Ever since the recent financial crisis, a great deal of attention is given to the banking and finance industries in the US and how they are administered. Earlier, US banks were being overly aggressive when granting loans in order to maximize their earnings and revenues.
It just took a small dip in the economy to provide the catalyst for an acceleration of homeowners becoming delinquent on their mortgages and the whole situation snowballed. It was over exposure to toxic loans which lead to a situation where much needed loans were not being granted and several found their selves without the required capital that they needed to operate In order to avoid the same thing from happening again in the future, the U.S. government has introduced sweeping changes to the banking and finance industries in order to protect consumers from exposure to debt in the future. The crisis in itself has altered the outlook of many people anyway and a growing number of US citizens are now questioning the significance of home ownership and credit in a whole.
In addition to tightening up regulations with regard to who gets a loan and who does not, further restrictions have even been placed on other credit sources like credit cards. The ethics of certain practices have been called into question and its no longer possible for credit card issuers to change interest rates after a purchase has been made and greater notice has to now be given before any changes are made. These changes are intended to give customers the chance to pull out of any transactions if they feel that they can't afford them.

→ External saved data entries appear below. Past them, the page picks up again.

//! Turns an inbound message into the payload replicated to every destination.

use serde::{Deserialize, Serialize};
use serde_json::Value;
use thiserror::Error;

use crate::domain::{Attachment, InboundMessage};
use crate::locale::Locale;

/// Declared type that marks an attachment as a card document.
pub const CARD_SOURCE_MIME: &str = "application/json";
const CARD_TYPE: &str = "AdaptiveCard";

#[derive(Clone, Debug, PartialEq, Serialize, Deserialize)]
#[serde(tag = "kind", rename_all = "snake_case")]
pub enum OutboundPayload {
    PlainText {
        text: String,
    },
    /// `source` is kept so a destination that rejects the card can still get the file.
    Card {
        text: String,
        card: Value,
        source: Attachment,
    },
    Attachment {
        text: String,
        attachment: Attachment,
    },
}

impl OutboundPayload {
    pub fn text(&self) -> &str {
        match self {
            Self::PlainText { text } | Self::Card { text, .. } | Self::Attachment { text, .. } => {
                text
            }
        }
    }

    pub fn kind(&self) -> &'static str {
        match self {
            Self::PlainText { .. } => "plain_text",
            Self::Card { .. } => "card",
            Self::Attachment { .. } => "attachment",
        }
    }
}

#[derive(Clone, Debug, Error, PartialEq, Eq)]
pub enum CardError {
    #[error("card attachment is not valid JSON: {0}")]
    Parse(String),
    #[error("card document is invalid: {0}")]
    Invalid(String),
}

/// Payload plus the card problem that forced an attachment fallback, if any.
/// The problem is for logs only; destinations never see it.
#[derive(Clone, Debug, PartialEq)]
pub struct TransformOutcome {
    pub payload: OutboundPayload,
    pub card_error: Option<CardError>,
}

pub fn attribute(message: &InboundMessage, locale: Locale) -> String {
    let mut text = locale.message_from(&message.author.display_name, &message.author.email);
    text.push_str(&message.text);
    text
}

pub fn transform(message: &InboundMessage, locale: Locale) -> TransformOutcome {
    let text = attribute(message, locale);

    // The platform accepts one file per message; anything past the first is dropped.
    let Some(attachment) = message.attachments.first() else {
        return TransformOutcome { payload: OutboundPayload::PlainText { text }, card_error: None };
    };

    if attachment.essence() != CARD_SOURCE_MIME {
        return TransformOutcome {
            payload: OutboundPayload::Attachment { text, attachment: attachment.clone() },
            card_error: None,
        };
    }

    match parse_card(&attachment.content) {
        Ok(card) => TransformOutcome {
            payload: OutboundPayload::Card { text, card, source: attachment.clone() },
            card_error: None,
        },
        Err(error) => TransformOutcome {
            payload: OutboundPayload::Attachment { text, attachment: attachment.clone() },
            card_error: Some(error),
        },
    }
}

/// Parses and validates an adaptive card document.
pub fn parse_card(content: &[u8]) -> Result<Value, CardError> {
    let card: Value =
        serde_json::from_slice(content).map_err(|error| CardError::Parse(error.to_string()))?;
    validate_card(&card)?;
    Ok(card)
}

pub fn validate_card(card: &Value) -> Result<(), CardError> {
    let Some(document) = card.as_object() else {
        return Err(CardError::Invalid("top level must be an object".to_owned()));
    };

    match document.get("type").and_then(Value::as_str) {
        Some(CARD_TYPE) => {}
        Some(other) => {
            return Err(CardError::Invalid(format!("`type` must be `{CARD_TYPE}`, got `{other}`")))
        }
        None => return Err(CardError::Invalid("missing `type`".to_owned())),
    }

    if !document.get("version").is_some_and(Value::is_string) {
        return Err(CardError::Invalid("`version` must be a string".to_owned()));
    }

    for key in ["body", "actions"] {
        if document.get(key).is_some_and(|value| !value.is_array()) {
            return Err(CardError::Invalid(format!("`{key}` must be an array")));
        }
    }

    Ok(())
}

#[cfg(test)]
mod tests {
    use super::{transform, CardError, OutboundPayload};
    use crate::domain::{
        Attachment, Conversation, ConversationKind, Identity, InboundMessage, MessageId,
    };
    use crate::locale::Locale;

    const CARD: &str =
        r#"{"type":"AdaptiveCard","version":"1.2","body":[{"type":"TextBlock","text":"Hi"}]}"#;

    fn message(text: &str, attachments: Vec<Attachment>) -> InboundMessage {
        InboundMessage {
            id: MessageId("M-1".to_owned()),
            author: Identity::new("P-1", "Ada Lovelace", "ada@example.com", "ORG-X"),
            origin: Conversation::new("R-ORIGIN", ConversationKind::Direct, Some("ORG-X")),
            text: text.to_owned(),
            attachments,
        }
    }

    fn prefix_count(text: &str) -> usize {
        text.matches("Message from Ada Lovelace (ada@example.com):").count()
    }

    #[test]
    fn plain_message_gets_single_attribution_prefix() {
        let outcome = transform(&message("hello all", vec![]), Locale::EnUs);

        assert_eq!(
            outcome.payload,
            OutboundPayload::PlainText {
                text: "Message from Ada Lovelace (ada@example.com):  \n\nhello all".to_owned()
            }
        );
        assert!(outcome.card_error.is_none());
    }

    #[test]
    fn empty_body_still_gets_exactly_one_prefix() {
        let outcome = transform(&message("", vec![]), Locale::EnUs);
        assert_eq!(prefix_count(outcome.payload.text()), 1);
        assert!(outcome.payload.text().starts_with("Message from Ada Lovelace"));
    }

    #[test]
    fn valid_card_attachment_becomes_card_payload() {
        let attachment = Attachment::new("form.json", "application/json", CARD.as_bytes().to_vec());
        let outcome = transform(&message("see form", vec![attachment.clone()]), Locale::EnUs);

        match outcome.payload {
            OutboundPayload::Card { text, card, source } => {
                assert_eq!(prefix_count(&text), 1);
                assert_eq!(card["type"], "AdaptiveCard");
                assert_eq!(source, attachment);
            }
            other => panic!("expected card payload, got {other:?}"),
        }
    }

    #[test]
    fn malformed_card_falls_back_to_untouched_attachment() {
        let raw = b"{\"type\": \"AdaptiveCard\", \"version\": ".to_vec();
        let attachment =
            Attachment::new("broken.json", "application/json; charset=utf-8", raw.clone());
        let outcome = transform(&message("", vec![attachment]), Locale::EnUs);

        match &outcome.payload {
            OutboundPayload::Attachment { attachment, .. } => {
                assert_eq!(attachment.content, raw);
                assert_eq!(attachment.mime_type, "application/json; charset=utf-8");
            }
            other => panic!("expected attachment payload, got {other:?}"),
        }
        assert!(matches!(outcome.card_error, Some(CardError::Parse(_))));
    }

    #[test]
    fn json_that_is_not_a_card_falls_back() {
        let raw = br#"{"type":"Invoice","version":"1"}"#.to_vec();
        let attachment = Attachment::new("data.json", "application/json", raw.clone());
        let outcome = transform(&message("numbers", vec![attachment]), Locale::EnUs);

        assert!(matches!(
            outcome.payload,
            OutboundPayload::Attachment { ref attachment, .. } if attachment.content == raw
        ));
        assert!(matches!(outcome.card_error, Some(CardError::Invalid(_))));
    }

    #[test]
    fn non_card_attachment_passes_through() {
        let attachment = Attachment::new("photo.png", "image/png", vec![0x89, 0x50, 0x4e, 0x47]);
        let outcome = transform(&message("pic", vec![attachment.clone()]), Locale::EnUs);

        assert_eq!(
            outcome.payload,
            OutboundPayload::Attachment {
                text: "Message from Ada Lovelace (ada@example.com):  \n\npic".to_owned(),
                attachment,
            }
        );
    }

    #[test]
    fn only_first_attachment_is_used() {
        let first = Attachment::new("a.txt", "text/plain", b"first".to_vec());
        let second = Attachment::new("b.json", "application/json", CARD.as_bytes().to_vec());
        let outcome = transform(&message("two files", vec![first.clone(), second]), Locale::EnUs);

        assert!(matches!(
            outcome.payload,
            OutboundPayload::Attachment { ref attachment, .. } if *attachment == first
        ));
    }

    #[test]
    fn card_validation_rejects_non_array_body() {
        let card = serde_json::json!({"type": "AdaptiveCard", "version": "1.2", "body": "nope"});
        assert!(matches!(super::validate_card(&card), Err(CardError::Invalid(_))));
    }
}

Few regulations have been introduced to aid clients who have already suffered financial hardship due to the financial crisis. Home owners who have found that they can no longer afford to pay their mortgages, for instance, are able to apply to the home affordable modification program (HAMP).
This program permits debtors to apply to have their monthly payments adjusted to a more affordable level allowing them to keep their home and prevent acquiring a bad credit rating. Other examples include short sale regulations, in which home owners receive a degree of support and protection from the government should they find themselves unable to keep their home and their property is worth-less then the outstanding amount due to the lender.
Whilst few individuals argue that stricter regulations pertaining to who can and can't qualify for credit might affect many individuals and small businesses adversely, its still believed that the greater protection and regulation will be beneficial in the long run.
The financial calamity affected not only those who did have loans and lines of credit, but even many others who didn't because business went bust and employment rose. Though an individual might not be pleased at not being granted the loan that they applied for, it could well turn out to be in their best interests and had such regulations been in place beforehand then maybe the recession would never have occurred in the first place.